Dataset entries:
######

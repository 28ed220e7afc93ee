//! Request handlers for the API endpoints.

use std::sync::Arc;

use axum::Json;
use axum::extract::{Query, State};
use axum::http::StatusCode;
use axum::response::IntoResponse;

use super::AppState;
use super::types::{AggregateQuery, ErrorResponse, RecordsQuery, SummaryResponse};
use crate::sim::aggregate::{Bucketing, aggregate_simulated};
use crate::sim::types::SimulatedIntervalRecord;

/// `GET /summary` → 200 + `SummaryResponse` JSON
pub async fn get_summary(State(state): State<Arc<AppState>>) -> Json<SummaryResponse> {
    let outcome = &state.outcome;
    Json(SummaryResponse {
        config: state.config,
        battery: state.battery.clone(),
        tariff: state.tariff,
        intervals: outcome.records.len(),
        before: outcome.before,
        after: outcome.after,
        improvements: outcome.improvements,
        financials: outcome.financials.clone(),
    })
}

/// Returns simulated records, optionally filtered by an inclusive time range.
///
/// `GET /records` → 200 + `Vec<SimulatedIntervalRecord>` JSON
/// `GET /records?from=A&to=B` → records with `A <= timestamp <= B`
/// `GET /records?from=B&to=A` with `A < B` → 400 + `ErrorResponse`
pub async fn get_records(
    State(state): State<Arc<AppState>>,
    Query(query): Query<RecordsQuery>,
) -> impl IntoResponse {
    if let (Some(from), Some(to)) = (query.from, query.to) {
        if from > to {
            return Err((
                StatusCode::BAD_REQUEST,
                Json(ErrorResponse {
                    error: format!("`from` ({from}) must be <= `to` ({to})"),
                }),
            ));
        }
    }

    let records: Vec<SimulatedIntervalRecord> = state
        .outcome
        .records
        .iter()
        .filter(|r| query.from.is_none_or(|from| r.interval.timestamp >= from))
        .filter(|r| query.to.is_none_or(|to| r.interval.timestamp <= to))
        .cloned()
        .collect();

    Ok(Json(records))
}

/// `GET /aggregate?bucket=daily|monthly` → 200 + bucketed records JSON
pub async fn get_aggregate(
    State(state): State<Arc<AppState>>,
    Query(query): Query<AggregateQuery>,
) -> Json<Vec<SimulatedIntervalRecord>> {
    let bucketing = query.bucket.unwrap_or(Bucketing::Daily);
    Json(aggregate_simulated(&state.outcome.records, bucketing))
}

######

BRIEF:
All lines with the word "axum" must be located in the data and copied.

ANSWER BOX:
use axum::Json;
use axum::extract::{Query, State};
use axum::http::StatusCode;
use axum::response::IntoResponse;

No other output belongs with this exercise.